Gömülü 20 yaş dişi sorunları
Gömülü 20’ lik Diş Sorunları
Tam veya yarı gömülü dişlerin meydana getirdiği komplikasyonlar akut veya kronik olarak meydana gelir.
a) Perikoronitis: Perikoronitis özellikle gömülü 20 yaş dişlerinin neden olduğu bir enfeksiyon şekli olup, yarı sürmüş dişlerde kronu çevreleyen yumuşak dokuların enfeksiyonu olarak tanımlanabilir. Meydana gelen iltihaplanma akut, subakut veya kronik olabilir ve bazı vakalarda ülseratif gingivitis görülebilir. Teorik olarak perikoronitis ağızdaki tüm dişlerde görülebildiği halde vakaların çoğunda en fazla mandibular 3. molarda belirgindir. Parsiyel olarak intifa etmiş dişin üzerindeki dişeti ve diş kronu arasında bir follikül meydana gelir. Bu follikül ağız boşluğu ile iştiraklidir ve klinik muayene sırasında yumuşak dokuda bu açıklık gözlenebilir. Eğer bu boşluktan bir sond sokulursa sondur ucu diş ile temas eder. İltihap muhtemelen follikülde başlar ve üstteki yumuşak dokuları da tutar. Her iki sekste en çok 1630 yaş arasında, en çok ilkbahar ve sonbaharda görülür. Entellektüel bireylerde görülme şansı daha fazladır. Bunun sebebi sosyoekonomik seviyesi düşük toplumda 3. molarların erkenden çekilmesine bağlı olabilir.
Perikoroniti alevlendiren nedenler arasında üst solunum yolu enfeksiyonları, emosyonel stresler, zayıflık ve gebelik (2. trimestırda en çok) sayılabilir. Menstruasyonun olumsuz etkisini gösterecek belirgin bir bulgu ise yoktur.
Tedavi planlamasını iyi yapabilmek için perikoronitisin kliniğini sınıflandırmak gerekir.
♦ Akut perdikoronitis: Çiğneme ile artar, uykuyu engelleyen, komşu sahalara yayılan zonklama şeklindeki ağrılarla karakterizedir. Çeşitli derecelerde trismus olabilir ve hasta ekstraoral şişlik île yutma sırasındaki zorluktan şikayet eder. Muayenede, hastada düşük bir dirençle karşılaşılır. Ateş, nabız ve solunum hızı artmış olur Submandibular lenf nodları şiştir ve palpasyondâ hassastır. Ağız kokusu vardır, ilgili bölgedeki dişeti şişmiştir ve çok hassastır. Ufak bir temas ile altından pü gelir.

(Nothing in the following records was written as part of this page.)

//! Source-dispatched lead normalization.
//!
//! `normalize` maps heterogeneous source records into the one canonical
//! [`NormalizedLead`] shape. Deterministic and idempotent: feeding a
//! normalized record back through produces the same result. Missing
//! required fields log a warning; nothing here throws.

use serde_json::Value;
use tracing::warn;

use crate::types::{LeadSource, NormalizedLead};

/// Normalize one raw source record.
pub fn normalize(raw: &Value, source: LeadSource) -> NormalizedLead {
    let mut lead = NormalizedLead {
        email: string_field(raw, &["email", "Email", "contact_email"]),
        first_name: string_field(raw, &["first_name", "firstName", "First Name"]),
        last_name: string_field(raw, &["last_name", "lastName", "Last Name"]),
        job_title: string_field(raw, &["job_title", "title", "jobTitle"]),
        linkedin_url: string_field(raw, &["linkedin_url", "linkedin", "profile_url"]),
        phone: string_field(raw, &["phone", "phone_number"]),
        company_name: string_field(raw, &["company_name", "company", "organization_name"]),
        company_domain: string_field(raw, &["company_domain", "domain", "website"]),
        company_industry: string_field(
            raw,
            &["company_industry", "industry", "organization_industry"],
        ),
        company_employee_count: employee_field(
            raw,
            &[
                "company_employee_count",
                "employee_count",
                "employees",
                "estimated_num_employees",
            ],
        ),
        company_revenue: string_field(raw, &["company_revenue", "revenue", "annual_revenue"])
            .and_then(|v| normalize_revenue(&v)),
        page: string_field(raw, &["page", "page_url", "path"]),
        dwell_ms: raw
            .get("dwell_ms")
            .or_else(|| raw.get("time_on_page"))
            .and_then(Value::as_u64),
        site_event: string_field(raw, &["site_event", "event"]),
        source: Some(source),
    };

    // Apollo records carry a combined name when the split fields are
    // absent.
    if source == LeadSource::Apollo && lead.first_name.is_none() {
        if let Some(name) = string_field(raw, &["name"]) {
            let mut parts = name.splitn(2, ' ');
            lead.first_name = parts.next().map(str::to_owned);
            lead.last_name = lead.last_name.or_else(|| parts.next().map(str::to_owned));
        }
    }

    if !lead.has_required_fields() {
        warn!(
            source = source.as_str(),
            has_email = lead.email.is_some(),
            has_company = lead.company_name.is_some(),
            "normalized record is missing required fields"
        );
    }
    lead
}

/// First non-empty string under any of the candidate keys.
fn string_field(raw: &Value, keys: &[&str]) -> Option<String> {
    keys.iter().find_map(|key| {
        raw.get(key)
            .and_then(Value::as_str)
            .map(str::trim)
            .filter(|v| !v.is_empty())
            .map(str::to_owned)
    })
}

fn employee_field(raw: &Value, keys: &[&str]) -> Option<u32> {
    keys.iter().find_map(|key| {
        let value = raw.get(key)?;
        if let Some(n) = value.as_u64() {
            return u32::try_from(n).ok();
        }
        value.as_str().and_then(parse_employee_count)
    })
}

/// Parse an employee count from free text: plain numbers, "50-100"
/// ranges (midpoint), and "1.2k"-style suffixes.
pub fn parse_employee_count(raw: &str) -> Option<u32> {
    let cleaned = raw.trim().replace(',', "");
    if cleaned.is_empty() {
        return None;
    }

    if let Some((low, high)) = cleaned.split_once('-') {
        let low = parse_count_token(low)?;
        let high = parse_count_token(high)?;
        return Some(low.midpoint(high));
    }
    parse_count_token(&cleaned)
}

fn parse_count_token(token: &str) -> Option<u32> {
    let token = token.trim().trim_end_matches('+');
    if token.is_empty() {
        return None;
    }
    let lower = token.to_lowercase();
    let (digits, multiplier) = if let Some(stripped) = lower.strip_suffix('k') {
        (stripped, 1_000.0)
    } else if let Some(stripped) = lower.strip_suffix('m') {
        (stripped, 1_000_000.0)
    } else {
        (lower.as_str(), 1.0)
    };
    let value: f64 = digits.trim().parse().ok()?;
    let scaled = value * multiplier;
    if !(0.0..=f64::from(u32::MAX)).contains(&scaled) {
        return None;
    }
    // Bounds checked above.
    #[allow(clippy::cast_possible_truncation, clippy::cast_sign_loss)]
    let rounded = scaled.round() as u32;
    Some(rounded)
}

/// Normalize a revenue string into canonical `$NNK|M|B` form.
/// Range inputs ("$10M-$50M") collapse to their midpoint. Returns `None`
/// for unparseable input.
pub fn normalize_revenue(raw: &str) -> Option<String> {
    let millions = crate::scoring::parse_revenue_millions(raw)?;
    Some(format_revenue(millions))
}

fn format_revenue(millions: f64) -> String {
    if millions >= 1000.0 {
        let billions = millions / 1000.0;
        return format!("${}B", trim_number(billions));
    }
    if millions >= 1.0 {
        return format!("${}M", trim_number(millions));
    }
    let thousands = millions * 1000.0;
    format!("${}K", trim_number(thousands))
}

fn trim_number(value: f64) -> String {
    if (value - value.round()).abs() < 0.05 {
        format!("{}", value.round())
    } else {
        format!("{value:.1}")
    }
}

♦ Subakut perikoronitis: Ender olarak yayılan, devamlı, kunt bir ağrı ile karakterizedir. istenmeyen tat, ağız içi şişlik ve çenedeki huzursuzluktan şikayet vardır.
Akut değişime oranla subakut perikoronitis daha az sistemik şikayet verir. Fakat submandibular lenf bezlerinde şişme ve hassasiyet belirgindir. İntraoral muayenede dişin üzerinde ödemli bir dişeti görülür. Yanak ısırmak, ağız kokusu, bukkal sulkusta flüktüasyon gözlenen klinik bulgular arasındadır. Pü oluşumu subakut perikoronitis sonucu olarak görülebilir. Sulkus boyunca m. buccinatorius fıbrilleri arasında pü ilerler ve gevşek konnektif dokuyu tutarak ağız içine fıstülize olabilir.
♦ Kronik perikoronitis: Bir gün kadar süren orta dereceli kunt bir ağrı ile karakterizedir. Ara sıra şikayet tekrarlanmaktadır. Hasta istenmeyen, hoş olmayan bir tatdan şikayetçidir. Röntgende o bölgede krater şeklinde bir defekt vardır.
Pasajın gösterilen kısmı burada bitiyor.